Teve início hoje, na UNILA, o VI Congresso Internacional Roa Bastos: Arquivos de Fronteira cujo mote são, especialmente, as obras de Roa Bastos, além de temas interdisciplinares e de fronteira. O evento se divide entre conferências com grandes especialistas, mesas redondas e também performances culturais.
Na abertura do evento, as boas-vindas foram dadas por estudantes da UNILA em diferentes idiomas: guarani, quechua, aimara, espanhol e português, mostrando a diversidade de culturas que convivem na Universidade.
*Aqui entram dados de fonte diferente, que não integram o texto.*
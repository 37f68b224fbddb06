//! Analysis context.
//!
//! A [`Context`] is the mutable, call-site scoped state the resolver reads
//! and updates: the enclosing class, variable types, which special pass is
//! running, and the visited set used while replaying method bodies.
//! [`FileSource`] is the per-file scope (namespace and imports) that stays
//! fixed while a file is analyzed.

use std::collections::{BTreeMap, BTreeSet, HashMap, HashSet};

use crate::ast::Span;
use crate::ttype::Union;
use crate::types::{MethodId, fqcn_key};

#[derive(Debug, Clone)]
pub struct Context {
    /// Lexically enclosing class.
    pub self_class: Option<String>,
    /// Known variable types, keyed by variable id (`$x`, `$this->items`).
    pub vars_in_scope: BTreeMap<String, Union>,
    pub vars_possibly_in_scope: BTreeSet<String>,
    /// The method whose body is being analyzed.
    pub calling_method_id: Option<MethodId>,
    /// Collecting property mutations made by called methods.
    pub collect_mutations: bool,
    /// Collecting which properties the constructor initializes.
    pub collect_initializations: bool,
    /// Methods already replayed during the current initialization pass.
    /// Only `Some` inside [`Context::collect_initializations_with`].
    pub initialized_methods: Option<HashSet<MethodId>>,
    /// Lowercase names of classes that are not finalized yet.
    pub phantom_classes: HashSet<String>,
    pub check_classes: bool,
    pub check_methods: bool,
    /// Location reported for issues raised while replaying a callee.
    pub include_location: Option<Span>,
    /// Nesting of mutation replays.
    pub replay_depth: u32,
    /// The enclosing method is static.
    pub is_static: bool,
}

impl Default for Context {
    fn default() -> Self {
        Self {
            self_class: None,
            vars_in_scope: BTreeMap::new(),
            vars_possibly_in_scope: BTreeSet::new(),
            calling_method_id: None,
            collect_mutations: false,
            collect_initializations: false,
            initialized_methods: None,
            phantom_classes: HashSet::new(),
            check_classes: true,
            check_methods: true,
            include_location: None,
            replay_depth: 0,
            is_static: false,
        }
    }
}

impl Context {
    pub fn new(self_class: Option<&str>) -> Self {
        Self {
            self_class: self_class.map(|c| c.strip_prefix('\\').unwrap_or(c).to_string()),
            ..Self::default()
        }
    }

    pub fn get_var(&self, var_id: &str) -> Option<&Union> {
        self.vars_in_scope.get(var_id)
    }

    pub fn has_var(&self, var_id: &str) -> bool {
        self.vars_in_scope.contains_key(var_id)
    }

    pub fn set_var(&mut self, var_id: impl Into<String>, ty: Union) {
        let var_id = var_id.into();
        self.vars_possibly_in_scope.insert(var_id.clone());
        self.vars_in_scope.insert(var_id, ty);
    }

    pub fn remove_var(&mut self, var_id: &str) -> Option<Union> {
        self.vars_in_scope.remove(var_id)
    }

    /// Forget every property-derived variable type (`$a->b`, `Foo::$c`).
    pub fn remove_all_object_vars(&mut self) {
        self.vars_in_scope.retain(|var_id, _| !is_property_var(var_id));
    }

    /// Remove and return every local (non-property) variable except
    /// `$this`.
    pub fn take_local_vars(&mut self) -> BTreeMap<String, Union> {
        let (locals, kept): (BTreeMap<_, _>, BTreeMap<_, _>) = std::mem::take(&mut self.vars_in_scope)
            .into_iter()
            .partition(|(var_id, _)| var_id != "$this" && !is_property_var(var_id));
        self.vars_in_scope = kept;
        locals
    }

    /// Drop the current locals and put `locals` back.  Property variables
    /// keep whatever the replay left in them.
    pub fn restore_local_vars(&mut self, locals: BTreeMap<String, Union>) {
        self.vars_in_scope
            .retain(|var_id, _| var_id == "$this" || is_property_var(var_id));
        self.vars_in_scope.extend(locals);
    }

    /// Run `f` as one initialization-collection pass.
    ///
    /// The visited set lives exactly as long as `f`; previous pass flags are
    /// restored afterwards.
    pub fn collect_initializations_with<R>(&mut self, f: impl FnOnce(&mut Self) -> R) -> R {
        let was_collecting = std::mem::replace(&mut self.collect_initializations, true);
        let previous_visited = self.initialized_methods.replace(HashSet::new());
        let result = f(self);
        self.collect_initializations = was_collecting;
        self.initialized_methods = previous_visited;
        result
    }

    pub fn add_phantom_class(&mut self, name: &str) {
        self.phantom_classes.insert(fqcn_key(name));
    }

    pub fn is_phantom_class(&self, name: &str) -> bool {
        !self.phantom_classes.is_empty() && self.phantom_classes.contains(&fqcn_key(name))
    }

    /// Whether a special property-tracking pass is running.
    pub fn is_collecting(&self) -> bool {
        self.collect_mutations || self.collect_initializations
    }
}

pub(crate) fn is_property_var(var_id: &str) -> bool {
    var_id.contains("->") || var_id.contains("::")
}

/// File-level scope: where the analyzed code lives.
#[derive(Debug, Clone, Default)]
pub struct FileSource {
    pub file_path: String,
    pub namespace: Option<String>,
    /// Import table: alias → FQCN.
    pub uses: HashMap<String, String>,
    /// Name of the file's own class-like, used as the container for calls
    /// made outside any class.
    pub class_name: Option<String>,
}

impl FileSource {
    pub fn new(file_path: impl Into<String>) -> Self {
        Self {
            file_path: file_path.into(),
            ..Self::default()
        }
    }

    pub fn with_namespace(mut self, namespace: impl Into<String>) -> Self {
        self.namespace = Some(namespace.into());
        self
    }

    pub fn with_use(mut self, alias: impl Into<String>, fqcn: impl Into<String>) -> Self {
        let fqcn = fqcn.into();
        let fqcn = fqcn.strip_prefix('\\').map(str::to_string).unwrap_or(fqcn);
        self.uses.insert(alias.into(), fqcn);
        self
    }
}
Compuseram a mesa o reitor Hélgio Trindade, o superintedente de Comunicação da Itaipu Binacional (Paraguai), Anibal Pozzo, e a professora sênior da UNILA, Alai Diniz, organizadora do congresso.
O escritor argentino Washington Cucurto ministrou a oficina Literatura Selvaje (selvagem). Ele ensinou aos participantes como são produzidos os livros do chamado movimento Kartonera, que nasceu na Argentina e se espalhou pela América Latina, com intuito de divulgar uma literatura alternativa de escritores que não encontram espaço para publicação.
Os livros são feitos com capas de papelão, pintadas artesanalmente, e folhas costuradas. “É uma fabricação de uma forma simples. Desta maneira, não esperamos que os outros façam por nós, mas sim fazemos por nossa conta”, explica Cucurto.
Na mesa redonda Entre Arquivos, a professora da Universidade de Paris 8 (França), Michèle Ramond, abordou na sua apresentação La Frontera interior genérica de la escritura aspectos diversos do último livro de Roa Bastos – Madama Sui . “Esse foi um livro em que o escritor paraguaio confessa abertamente sua vontade de escrever como mulher. É um testamento filosófico, humano no qual afirma que a inteligência do homem não é tudo”, explica Michéle Ramond.
Na conferência Intercambios fronterizos, metamorfosis del espacio y desplazamiento linguísticos, a professora de Letras da Universidade de los Andes (Venezuela), Phil Zambrano, apresentou a novela Código Arapónga, do escritor paraguaio Maribél Barreto. “É um livro em que o autor põe em cena temas que são velados e foram deixados de lado pela historiografia oficial”, explica Zambrano. Ela leu passagens da obra, na qual são abordados temas como conflito e contradições na zona fronteiriça entre Brasil e Paraguai, deslocamento dos camponeses, pobreza rural, além de transformações e perdas da identidade cultural e linguística do povo paraguaio.
Na programação cultural, o grupo Waynas, formado por alunos bolivianos da UNILA, apresentou danças típicas do país: Caporales e Tinkus. Após a apresentação, o primeiro dia do evento foi encerrado com o lançamento de livros e anais do V Congresso Roa Bastos: Cien Años sin Barret.